Although the report didn’t release statistics on how much this enormous group was spending this year, Academy director Song Rui told Xinhua that when figures on overseas spending become available, there will “definitely” be a new record by Chinese tourists. Outbound Chinese tourists became the world’s biggest-spending travelers in 2012 with US$102 billion spent overseas, and local businesses across the world are bending over backward to attract these high-spending tourists. Here are some of the main actions tourist-centered industries have taken to appeal to Chinese visitors:
Special amenities to make Chinese visitors feel at home are becoming commonplace at luxury hotels throughout the world now. Chinese-language materials, Mandarin-speaking staff, Chinese menu items, in-room tea kettles, and free slippers are a few of the amenities being offered across the world. One of the first hotels to do this was Hilton, whose global Huanying program offered Vivienne Tam-designed slippers. Some hotels around the world have also been joining retailers in celebrating Chinese holidays. The Peninsula goes all out for Chinese New Year, and just started celebrating Mid-Autumn Festival in select global locations as well.

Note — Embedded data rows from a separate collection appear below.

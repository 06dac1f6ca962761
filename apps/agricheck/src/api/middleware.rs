//! # Middleware Module
//!
//! Global rate limiting for the HTTP server.
//!
//! - `AGRICHECK_RATE_LIMIT`: requests per second (default 100, `0` disables)

use axum::{
    body::Body,
    extract::State,
    http::{Request, StatusCode},
    middleware::Next,
    response::Response,
};
use governor::{
    Quota, RateLimiter,
    clock::DefaultClock,
    state::{InMemoryState, NotKeyed},
};
use std::num::NonZeroU32;
use std::sync::Arc;

/// Requests per second when nothing is configured.
pub const DEFAULT_RATE_LIMIT: u32 = 100;

const DEFAULT_RPS: NonZeroU32 = match NonZeroU32::new(DEFAULT_RATE_LIMIT) {
    Some(n) => n,
    None => NonZeroU32::MIN,
};

// =============================================================================
// RATE LIMITER
// =============================================================================

/// Process-wide limiter shared by all routes.
pub type GlobalRateLimiter = Arc<RateLimiter<NotKeyed, InMemoryState, DefaultClock>>;

/// Create a limiter allowing `requests_per_second`; `0` falls back to the
/// default quota.
pub fn create_rate_limiter(requests_per_second: u32) -> GlobalRateLimiter {
    let rps = NonZeroU32::new(requests_per_second).unwrap_or(DEFAULT_RPS);
    Arc::new(RateLimiter::direct(Quota::per_second(rps)))
}

/// Parse a configured limit; absent or unparseable values give the default.
fn parse_rate_limit(raw: Option<&str>) -> u32 {
    raw.and_then(|s| s.trim().parse().ok())
        .unwrap_or(DEFAULT_RATE_LIMIT)
}

/// `AGRICHECK_RATE_LIMIT`, or the default.
pub fn get_rate_limit_from_env() -> u32 {
    parse_rate_limit(std::env::var("AGRICHECK_RATE_LIMIT").ok().as_deref())
}

/// Reject with 429 once the global quota is spent.
pub async fn rate_limit_middleware(
    State(limiter): State<GlobalRateLimiter>,
    request: Request<Body>,
    next: Next,
) -> Result<Response, (StatusCode, &'static str)> {
    if limiter.check().is_ok() {
        Ok(next.run(request).await)
    } else {
        tracing::warn!(path = %request.uri().path(), "Rate limit exceeded");
        Err((StatusCode::TOO_MANY_REQUESTS, "Too Many Requests"))
    }
}

// =============================================================================
// TESTS
// =============================================================================

#[cfg(test)]
mod tests {
    use super::*;

    #[test]
    fn parses_configured_limit() {
        assert_eq!(parse_rate_limit(Some("25")), 25);
        assert_eq!(parse_rate_limit(Some(" 0 ")), 0);
        assert_eq!(parse_rate_limit(Some("lots")), DEFAULT_RATE_LIMIT);
        assert_eq!(parse_rate_limit(None), DEFAULT_RATE_LIMIT);
    }

    #[test]
    fn quota_is_enforced() {
        let limiter = create_rate_limiter(1);
        assert!(limiter.check().is_ok());
        assert!(limiter.check().is_err());
    }

    #[test]
    fn zero_uses_default_quota() {
        let limiter = create_rate_limiter(0);
        for _ in 0..DEFAULT_RATE_LIMIT {
            assert!(limiter.check().is_ok());
        }
    }
}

Luckily for retailers, luxury shopping is a major pastime for Chinese tourists, especially because imported goods are so much more expensive at home. Jewelry, watches, clothes, and accessories are top items of choice for Chinese travelers. Retailers across the world are adopting a host of services for Chinese travelers, including Chinese-language services and Chinese payment systems such as UnionPay. Special marketing campaigns include decorations and special products for holidays—especially the upcoming Chinese New Year—as well as campaigns on Chinese social media. For retailers’ ultra high-end VIPs, free international trips to shop and learn about product heritage are not uncommon, and airport chauffer service can bring wealthy travelers right to a store’s doorstep.

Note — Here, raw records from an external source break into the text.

//! # Hierarchy Module
//!
//! Read-only views over a [`NodeMap`] used by the selector:
//! root discovery, breadcrumbs, the collection tree and tree search.
//!
//! Every walk carries a visited set; the snapshot may contain cycles.

use crate::{Node, NodeId, NodeMap};
use serde::{Deserialize, Serialize};
use std::collections::BTreeSet;

// =============================================================================
// ROOTS & BREADCRUMBS
// =============================================================================

/// Collections without a parent, ordered by display label then id.
#[must_use]
pub fn roots(nodes: &NodeMap) -> Vec<&Node> {
    let mut roots: Vec<&Node> = nodes
        .nodes()
        .filter(|n| n.is_collection() && n.parent.is_none())
        .collect();
    roots.sort_by(|a, b| {
        a.display_label()
            .cmp(b.display_label())
            .then_with(|| a.id.cmp(&b.id))
    });
    roots
}

/// Label trail from the topmost reachable ancestor down to `id`.
///
/// Unknown ids yield an empty trail.
#[must_use]
pub fn breadcrumbs(id: &NodeId, nodes: &NodeMap) -> Vec<String> {
    let mut trail = Vec::new();
    let mut visited = BTreeSet::new();
    let mut current = Some(id);

    while let Some(cur) = current {
        if !visited.insert(cur) {
            break;
        }
        let Some(node) = nodes.get(cur) else {
            break;
        };
        trail.push(node.display_label().to_string());
        current = node.parent.as_ref();
    }

    trail.reverse();
    trail
}

// =============================================================================
// SELECTOR TREE
// =============================================================================

/// One collection in the selector tree.
#[derive(Debug, Clone, PartialEq, Eq, Serialize, Deserialize)]
pub struct TreeNode {
    pub id: NodeId,
    pub text: String,
    /// Lowercased text matched by search: own label and comment plus the
    /// labels and comments of the direct inspection points.
    pub search: String,
    /// Number of inspection points anywhere below this collection.
    pub point_count: usize,
    pub children: Vec<TreeNode>,
}

fn search_text(node: &Node, nodes: &NodeMap) -> String {
    let mut parts: Vec<&str> = Vec::new();
    parts.extend(node.label.as_deref());
    parts.extend(node.comment.as_deref());
    for ip in node.inspection_points.iter().filter_map(|id| nodes.get(id)) {
        parts.extend(ip.label.as_deref());
        parts.extend(ip.comment.as_deref());
    }
    parts.join(" ").to_lowercase()
}

fn build_subtree<'a>(
    node: &'a Node,
    nodes: &'a NodeMap,
    path: &mut Vec<&'a NodeId>,
) -> TreeNode {
    path.push(&node.id);
    let mut children = Vec::new();
    for child in node.sub_groups.iter().filter_map(|id| nodes.get(id)) {
        if child.is_collection() && !path.contains(&&child.id) {
            children.push(build_subtree(child, nodes, path));
        }
    }
    path.pop();

    let point_count = node.inspection_points.len()
        + children.iter().map(|c| c.point_count).sum::<usize>();

    TreeNode {
        id: node.id.clone(),
        text: node.display_label().to_string(),
        search: search_text(node, nodes),
        point_count,
        children,
    }
}

/// Build the collection tree, one entry per root.
///
/// A collection that reappears on its own ancestor path is cut off there.
#[must_use]
pub fn build_tree(nodes: &NodeMap) -> Vec<TreeNode> {
    roots(nodes)
        .into_iter()
        .map(|root| build_subtree(root, nodes, &mut Vec::new()))
        .collect()
}

// =============================================================================
// SEARCH
// =============================================================================

/// Result of a tree search.
#[derive(Debug, Clone, Default, PartialEq, Eq, Serialize, Deserialize)]
pub struct SearchHits {
    /// Collections whose search text contains the query, in tree order.
    pub hits: Vec<NodeId>,
    /// Ancestors that must be expanded to reveal every hit.
    pub open: BTreeSet<NodeId>,
}

impl SearchHits {
    #[must_use]
    pub fn is_empty(&self) -> bool {
        self.hits.is_empty()
    }
}

fn search_into<'a>(
    tree: &'a TreeNode,
    needle: &str,
    ancestors: &mut Vec<&'a NodeId>,
    out: &mut SearchHits,
) {
    if tree.search.contains(needle) {
        out.hits.push(tree.id.clone());
        out.open.extend(ancestors.iter().map(|id| (*id).clone()));
    }
    ancestors.push(&tree.id);
    for child in &tree.children {
        search_into(child, needle, ancestors, out);
    }
    ancestors.pop();
}

/// Case-insensitive substring search over the tree. Blank queries match
/// nothing.
#[must_use]
pub fn search_tree(trees: &[TreeNode], query: &str) -> SearchHits {
    let needle = query.trim().to_lowercase();
    let mut out = SearchHits::default();
    if needle.is_empty() {
        return out;
    }
    for tree in trees {
        search_into(tree, &needle, &mut Vec::new(), &mut out);
    }
    out
}

// =============================================================================
// TESTS
// =============================================================================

In order for hotels and retailers to benefit from Chinese tourists, it helps for them to have local organizations doing everything they can to market certain locations. As a result, tourist organizations have been setting up more offices in China and engaging in China-specific marketing campaigns, often with the help of Chinese celebrities. Chicago plans to open a tourism office in Chengdu that will become the city’s fourth in China, and the Los Angeles tourism board recently opened a second China office. One of the most creative examples of a marketings has been New Zealand’s partnership with actress Yao Chen, who has one of the largest numbers of followers on all of Sina Weibo. In September 2012, Yao was married in New Zealand, which generated massive social media, internet search, and Chinese media coverage of the destination. Other recent partnerships have included actress Gao Yuanyuan and Visit California and Wanting Qu and Visit Vancouver.

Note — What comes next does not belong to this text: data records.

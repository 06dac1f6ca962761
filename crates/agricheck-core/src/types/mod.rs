//! # Core Type Definitions
//!
//! This module contains all core types for the Agricheck taxonomy snapshot:
//! - Node identifiers (`NodeId`) and kinds (`NodeKind`)
//! - The materialized `Node` and the `NodeMap` snapshot
//! - The typed query `Row`
//! - Error types (`AgricheckError`)
//!
//! ## Determinism Guarantees
//!
//! All collections in this module are `BTreeMap`/`BTreeSet` backed or sorted
//! `Vec`s, so iteration order never depends on the order rows arrived in.

use serde::{Deserialize, Serialize};
use std::collections::BTreeMap;
use std::fmt;
use thiserror::Error;

// =============================================================================
// NODE IDENTIFIER
// =============================================================================

/// Opaque identifier of a taxonomy entity (an IRI in the source graph).
#[derive(Debug, Clone, PartialEq, Eq, PartialOrd, Ord, Hash, Serialize, Deserialize)]
#[serde(transparent)]
pub struct NodeId(pub String);

impl NodeId {
    /// Create a new identifier from any string-like value.
    #[must_use]
    pub fn new(s: impl Into<String>) -> Self {
        Self(s.into())
    }

    /// Get the identifier as a string slice.
    #[must_use]
    pub fn as_str(&self) -> &str {
        &self.0
    }

    /// The trailing path segment of the IRI.
    ///
    /// `https://example.org/inspection/A-12` yields `A-12`. An identifier
    /// without any `/` is returned whole.
    #[must_use]
    pub fn slug(&self) -> &str {
        self.0.rsplit('/').next().unwrap_or(&self.0)
    }
}

impl fmt::Display for NodeId {
    fn fmt(&self, f: &mut fmt::Formatter<'_>) -> fmt::Result {
        f.write_str(&self.0)
    }
}

impl From<&str> for NodeId {
    fn from(s: &str) -> Self {
        Self::new(s)
    }
}

// =============================================================================
// NODE KIND
// =============================================================================

/// Marker searched for in the declared type IRI to recognise a Collection.
pub const COLLECTION_MARKER: &str = "Collection";

/// The two entity kinds of the taxonomy.
#[derive(Debug, Clone, Copy, PartialEq, Eq, PartialOrd, Ord, Hash, Serialize, Deserialize)]
pub enum NodeKind {
    /// Internal grouping node.
    Collection,
    /// Leaf checklist item.
    InspectionPoint,
}

impl NodeKind {
    /// Derive the kind from a declared type IRI.
    ///
    /// Anything containing [`COLLECTION_MARKER`] is a Collection; everything
    /// else, including a missing type, is an InspectionPoint.
    #[must_use]
    pub fn from_type_iri(type_iri: Option<&str>) -> Self {
        match type_iri {
            Some(t) if t.contains(COLLECTION_MARKER) => Self::Collection,
            _ => Self::InspectionPoint,
        }
    }

    /// Human-readable name.
    #[must_use]
    pub const fn name(self) -> &'static str {
        match self {
            Self::Collection => "Collection",
            Self::InspectionPoint => "InspectionPoint",
        }
    }
}

impl fmt::Display for NodeKind {
    fn fmt(&self, f: &mut fmt::Formatter<'_>) -> fmt::Result {
        f.write_str(self.name())
    }
}

// =============================================================================
// NODE
// =============================================================================

/// A materialized taxonomy entity.
///
/// Child lists are deduplicated and sorted. `parent` is the single logical
/// parent, whichever of the two upstream parent predicates declared it.
#[derive(Debug, Clone, PartialEq, Eq, Serialize, Deserialize)]
pub struct Node {
    pub id: NodeId,
    pub kind: NodeKind,
    pub label: Option<String>,
    pub comment: Option<String>,
    #[serde(default, skip_serializing_if = "Option::is_none")]
    pub hierarchy_level: Option<u32>,
    #[serde(default)]
    pub sub_groups: Vec<NodeId>,
    #[serde(default)]
    pub inspection_points: Vec<NodeId>,
    pub parent: Option<NodeId>,
}

impl Node {
    /// Create a node with empty defaults.
    #[must_use]
    pub fn new(id: NodeId, kind: NodeKind) -> Self {
        Self {
            id,
            kind,
            label: None,
            comment: None,
            hierarchy_level: None,
            sub_groups: Vec::new(),
            inspection_points: Vec::new(),
            parent: None,
        }
    }

    /// The label, or the slug of the id when no label was declared.
    #[must_use]
    pub fn display_label(&self) -> &str {
        self.label.as_deref().unwrap_or_else(|| self.id.slug())
    }

    #[must_use]
    pub fn is_collection(&self) -> bool {
        self.kind == NodeKind::Collection
    }
}

// =============================================================================
// NODE MAP
// =============================================================================

/// Immutable snapshot of the taxonomy, keyed by identifier.
#[derive(Debug, Clone, Default, PartialEq, Eq)]
pub struct NodeMap {
    nodes: BTreeMap<NodeId, Node>,
}

impl NodeMap {
    /// Wrap an already-built node table.
    #[must_use]
    pub fn from_nodes(nodes: BTreeMap<NodeId, Node>) -> Self {
        Self { nodes }
    }

    #[must_use]
    pub fn get(&self, id: &NodeId) -> Option<&Node> {
        self.nodes.get(id)
    }

    #[must_use]
    pub fn contains(&self, id: &NodeId) -> bool {
        self.nodes.contains_key(id)
    }

    /// Look up a node, failing with `NodeNotFound`.
    pub fn require(&self, id: &NodeId) -> Result<&Node, AgricheckError> {
        self.nodes
            .get(id)
            .ok_or_else(|| AgricheckError::NodeNotFound(id.clone()))
    }

    #[must_use]
    pub fn len(&self) -> usize {
        self.nodes.len()
    }

    #[must_use]
    pub fn is_empty(&self) -> bool {
        self.nodes.is_empty()
    }

    /// All nodes in identifier order.
    pub fn nodes(&self) -> impl Iterator<Item = &Node> {
        self.nodes.values()
    }

    /// All identifiers in order.
    pub fn ids(&self) -> impl Iterator<Item = &NodeId> {
        self.nodes.keys()
    }

    /// Number of nodes of the given kind.
    #[must_use]
    pub fn count_kind(&self, kind: NodeKind) -> usize {
        self.nodes.values().filter(|n| n.kind == kind).count()
    }
}

// =============================================================================
// ROW
// =============================================================================

/// One result row of the hierarchy query.
///
/// Every field is optional on the wire. `subject` is mandatory for the
/// materializer, which rejects rows lacking it.
#[derive(Debug, Clone, Default, PartialEq, Eq, Serialize, Deserialize)]
pub struct Row {
    pub subject: Option<String>,
    pub subject_type: Option<String>,
    pub subject_label: Option<String>,
    pub subject_comment: Option<String>,
    pub hierarchy_level: Option<String>,
    pub sub_group: Option<String>,
    pub sub_group_label: Option<String>,
    pub sub_group_comment: Option<String>,
    /// Parent via `schema:isPartOf`.
    pub super_group: Option<String>,
    pub inspection_point: Option<String>,
    pub inspection_point_label: Option<String>,
    pub inspection_point_comment: Option<String>,
    /// Parent via `:belongsToGroup`.
    pub parent_group: Option<String>,
}

impl Row {
    /// Start a row for the given subject and type.
    #[must_use]
    pub fn subject(id: impl Into<String>, type_iri: impl Into<String>) -> Self {
        Self {
            subject: Some(id.into()),
            subject_type: Some(type_iri.into()),
            ..Self::default()
        }
    }

    #[must_use]
    pub fn with_label(mut self, label: impl Into<String>) -> Self {
        self.subject_label = Some(label.into());
        self
    }

    #[must_use]
    pub fn with_comment(mut self, comment: impl Into<String>) -> Self {
        self.subject_comment = Some(comment.into());
        self
    }

    #[must_use]
    pub fn with_sub_group(mut self, id: impl Into<String>, label: Option<&str>) -> Self {
        self.sub_group = Some(id.into());
        self.sub_group_label = label.map(str::to_string);
        self
    }

    #[must_use]
    pub fn with_inspection_point(mut self, id: impl Into<String>, label: Option<&str>) -> Self {
        self.inspection_point = Some(id.into());
        self.inspection_point_label = label.map(str::to_string);
        self
    }

    #[must_use]
    pub fn with_super_group(mut self, id: impl Into<String>) -> Self {
        self.super_group = Some(id.into());
        self
    }

    #[must_use]
    pub fn with_parent_group(mut self, id: impl Into<String>) -> Self {
        self.parent_group = Some(id.into());
        self
    }
}

// =============================================================================
// ERROR TYPES
// =============================================================================

/// Errors that can occur in the Agricheck system.
///
/// - Core transforms only raise on structurally invalid input
/// - Unresolvable references are soft misses, not errors
/// - The CORE never panics
#[derive(Debug, Error)]
pub enum AgricheckError {
    /// A query row did not carry the mandatory subject id.
    #[error("Malformed row {index}: missing subject id")]
    MalformedRow { index: usize },

    /// The requested node was not found in the snapshot.
    #[error("Node not found: {0}")]
    NodeNotFound(NodeId),

    /// The checklist groups parameter was missing or unusable.
    #[error("Invalid groups parameter: {0}")]
    InvalidGroups(String),

    /// A language tag that cannot be spliced into the query.
    #[error("Invalid language tag: {0:?}")]
    InvalidLanguage(String),

    /// The query endpoint could not be reached or answered with a failure.
    #[error("Fetch failed: {0}")]
    FetchFailed(String),

    /// A serialization or deserialization error occurred.
    #[error("Serialization error: {0}")]
    SerializationError(String),

    /// An I/O error occurred.
    #[error("I/O error: {0}")]
    IoError(String),

    /// The configuration could not be loaded.
    #[error("Configuration error: {0}")]
    ConfigError(String),
}

// =============================================================================
// TESTS
// =============================================================================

As can be exhibited by Macau’s success, Chinese tourists love to gamble, and locations such as Australia’s Gold Coast and Las Vegas hope to lure some of those visitors away from the Asian high roller stronghold. Australia’s Crown Casino is building a massive new waterfront complex with the aim of attracting Chinese visitors, while Las Vegas made the list of Chinese travelers’ top 10 Golden Week destinations this fall as Chinese arrivals to Las Vegas rise annually.